Ich würde mir das schon in Anspruch nehmen, dass ich mir das sehr genau überlegt und natürlich auch entsprechend recherchiert habe – was bedeutet das, blind zu sein?
Gleichzeitig habe ich aber versucht, es so offen zu halten, dass man nicht das Gefühl hat, da kratze jetzt jemand, nämlich der Autor, an dem Thema Blindheit und geht da so leichtfertig drüber hinweg, sondern es war mir wichtig, dass das Thema Blindheit nicht das eigentliche Thema des Buches überdeckt.

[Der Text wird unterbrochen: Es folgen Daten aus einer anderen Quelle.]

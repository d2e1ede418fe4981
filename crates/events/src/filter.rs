use core_types::{Event, FilterCriteria};

/// Keeps the events that pass every predicate of `criteria`, in input order.
///
/// The predicates are independent and side-effect free, so the result does
/// not depend on the order they are checked in, and filtering an already
/// filtered list again with the same criteria changes nothing.
pub fn apply_filters<'a, I>(events: I, criteria: &FilterCriteria) -> Vec<&'a Event>
where
    I: IntoIterator<Item = &'a Event>,
{
    let mut seen = 0usize;
    let kept: Vec<&'a Event> = events
        .into_iter()
        .inspect(|_| seen += 1)
        .filter(|event| matches(event, criteria))
        .collect();

    tracing::debug!(seen, kept = kept.len(), "Applied event filters.");
    kept
}

/// The single-event predicate behind [`apply_filters`].
pub fn matches(event: &Event, criteria: &FilterCriteria) -> bool {
    type_allowed(event, criteria)
        && impact_in_range(event, criteria)
        && date_in_range(event, criteria)
        && symbol_allowed(event, criteria)
        && impact_strong_enough(event, criteria)
}

fn type_allowed(event: &Event, criteria: &FilterCriteria) -> bool {
    criteria.allowed_types.is_empty() || criteria.allowed_types.contains(&event.event_type)
}

/// Unscored events always pass the range check.
fn impact_in_range(event: &Event, criteria: &FilterCriteria) -> bool {
    event
        .impact_score
        .is_none_or(|score| criteria.value_range.contains(score))
}

/// Unparseable dates never match a date range.
fn date_in_range(event: &Event, criteria: &FilterCriteria) -> bool {
    match &criteria.date_range {
        None => true,
        Some(range) => event
            .timestamp()
            .is_some_and(|timestamp| range.contains(&timestamp)),
    }
}

fn symbol_allowed(event: &Event, criteria: &FilterCriteria) -> bool {
    criteria.symbols.is_empty()
        || event
            .symbol
            .as_ref()
            .is_some_and(|symbol| criteria.symbols.contains(symbol))
}

/// Unlike the range check, a minimum magnitude rejects unscored events.
fn impact_strong_enough(event: &Event, criteria: &FilterCriteria) -> bool {
    match criteria.min_abs_impact {
        None => true,
        Some(min) => event.impact_score.is_some_and(|score| score.abs() >= min),
    }
}
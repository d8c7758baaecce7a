#![allow(clippy::undocumented_unsafe_blocks)]
#![allow(unsafe_op_in_unsafe_fn)]

use std::{arch::x86_64::*, num::NonZeroUsize};

#[must_use]
#[target_feature(enable = "avx2")]
pub unsafe fn luma_sum_8x8(src: &[u8], src_pitch: NonZeroUsize) -> u32 {
    let src = src.as_ptr();
    let src_pitch = src_pitch.get();

    // 8-byte loads zero the upper lane, so the upper sad lane stays zero
    let zero = _mm_setzero_si128();
    let mut acc = _mm_setzero_si128();
    for j in 0..8 {
        let row = _mm_loadl_epi64(src.add(j * src_pitch) as *const __m128i);
        acc = _mm_add_epi64(acc, _mm_sad_epu8(row, zero));
    }
    _mm_cvtsi128_si64(acc) as u32
}

#[must_use]
#[target_feature(enable = "avx2")]
unsafe fn luma_sum_16x16(src: *const u8, src_pitch: usize) -> u32 {
    let zero = _mm_setzero_si128();
    let mut acc = _mm_setzero_si128();
    for j in 0..16 {
        let row = _mm_loadu_si128(src.add(j * src_pitch) as *const __m128i);
        acc = _mm_add_epi64(acc, _mm_sad_epu8(row, zero));
    }

    let high = _mm_unpackhi_epi64(acc, acc);
    let total = _mm_add_epi64(acc, high);
    _mm_cvtsi128_si64(total) as u32
}

#[must_use]
#[target_feature(enable = "avx2")]
pub unsafe fn variance_16x16(src: &[u8], src_pitch: NonZeroUsize) -> u32 {
    let base = src.as_ptr();
    let pitch = src_pitch.get();

    let zero = _mm_setzero_si128();
    let mut sq_acc = _mm_setzero_si128();
    for j in 0..16 {
        let row = _mm_loadu_si128(base.add(j * pitch) as *const __m128i);
        // widen bytes to u16 and square-accumulate pairwise into u32 lanes
        let lo = _mm_unpacklo_epi8(row, zero);
        let hi = _mm_unpackhi_epi8(row, zero);
        sq_acc = _mm_add_epi32(sq_acc, _mm_madd_epi16(lo, lo));
        sq_acc = _mm_add_epi32(sq_acc, _mm_madd_epi16(hi, hi));
    }

    // Horizontal sum of 4 x u32 lanes
    let sum2 = _mm_add_epi32(sq_acc, _mm_shuffle_epi32(sq_acc, 0x4e));
    let sum4 = _mm_add_epi32(sum2, _mm_shuffle_epi32(sum2, 0xb1));
    let sqsum = _mm_cvtsi128_si32(sum4) as u32;

    let sum = luma_sum_16x16(base, pitch);
    sqsum - sum * sum / 256
}
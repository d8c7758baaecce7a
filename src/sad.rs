cfg_if::cfg_if! {
    if #[cfg(all(target_arch = "x86_64", not(feature = "no_simd")))] {
        mod avx2;
    }
}
mod rust;

#[cfg(test)]
mod tests;

use std::num::NonZeroUsize;

/// Sum of absolute differences between two 16x16 blocks.
///
/// Both blocks start at index 0 of their slice and advance by the given
/// pitch per row. Positions inside a padded plane can be addressed by
/// slicing the plane at the block offset.
#[must_use]
pub fn sad_16x16(src: &[u8], src_pitch: NonZeroUsize, ref_: &[u8], ref_pitch: NonZeroUsize) -> u32 {
    #[cfg(all(target_arch = "x86_64", not(feature = "no_simd")))]
    if crate::util::has_avx2() {
        // SAFETY: AVX2 support was just verified
        return unsafe { avx2::sad_16x16(src, src_pitch, ref_, ref_pitch) };
    }
    rust::get_sad::<16, 16>(src, src_pitch, ref_, ref_pitch)
}

/// Sum of absolute differences between two 8x8 blocks.
#[must_use]
pub fn sad_8x8(src: &[u8], src_pitch: NonZeroUsize, ref_: &[u8], ref_pitch: NonZeroUsize) -> u32 {
    #[cfg(all(target_arch = "x86_64", not(feature = "no_simd")))]
    if crate::util::has_avx2() {
        // SAFETY: AVX2 support was just verified
        return unsafe { avx2::sad_8x8(src, src_pitch, ref_, ref_pitch) };
    }
    rust::get_sad::<8, 8>(src, src_pitch, ref_, ref_pitch)
}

Macht Ihnen die Recherchearbeit Spaß, die Sie für Ihre Bücher betreiben?
Ja, Recherchearbeit hilft einfach.
Wenn ich über ein Thema sehr gut Bescheid weiß, dann ist das für mich keine Belastung mehr, dann muss ich mich nicht ständig fragen, wie das denn eigentlich ist oder wie es in dieses Thema reinpasst.
Das heißt: In dem Moment, wo ich – in Anführungsstrichen- Experte bin, Rechercheexperte von mir aus, in diesem Moment wird das Thema viel leichter beherrschbar. Mir fallen dann auch plötzlich tausend andere Sachen dazu ein, weil ich mich eben auskenne in dem, worüber ich erzähle.
Wenn dein Bruder bei einem Autounfall ein Bein verloren hat, dann kannst du anders darüber schreiben, was es heißt, ein Bein zu verlieren, als wenn ich über Kapitän Ahab aus Moby Dick schreibe. Weil es aus der Erfahrung kommt.
Also, Recherche ist, glaube ich, sehr wichtig, vor allem, weil es einem das Schreiben erleichtert. Mir geht es zumindest so.
Heißt Recherche dann für Sie im Internet zu suchen oder wirklich Leute zu befragen?
Ich habe ein Buch geschrieben, das heißt ‚Die Farbe der Angst‚, das spielt in Wolfsburg. Ich war noch nie in meinem Leben in Wolfsburg. Aber du kannst davon ausgehen, dass selbst die Farbe der Kinosessel – da gibt es eine Szene, die spielt im Kino – stimmt. Das ist nachrecherchiert. Ich habe bei dem Kino angerufen und gefragt, welche Farbe die Sitze haben, ob sie schwarz, blau oder rot sind.
Die Leute müssen sie doch auch komisch angeguckt haben, oder?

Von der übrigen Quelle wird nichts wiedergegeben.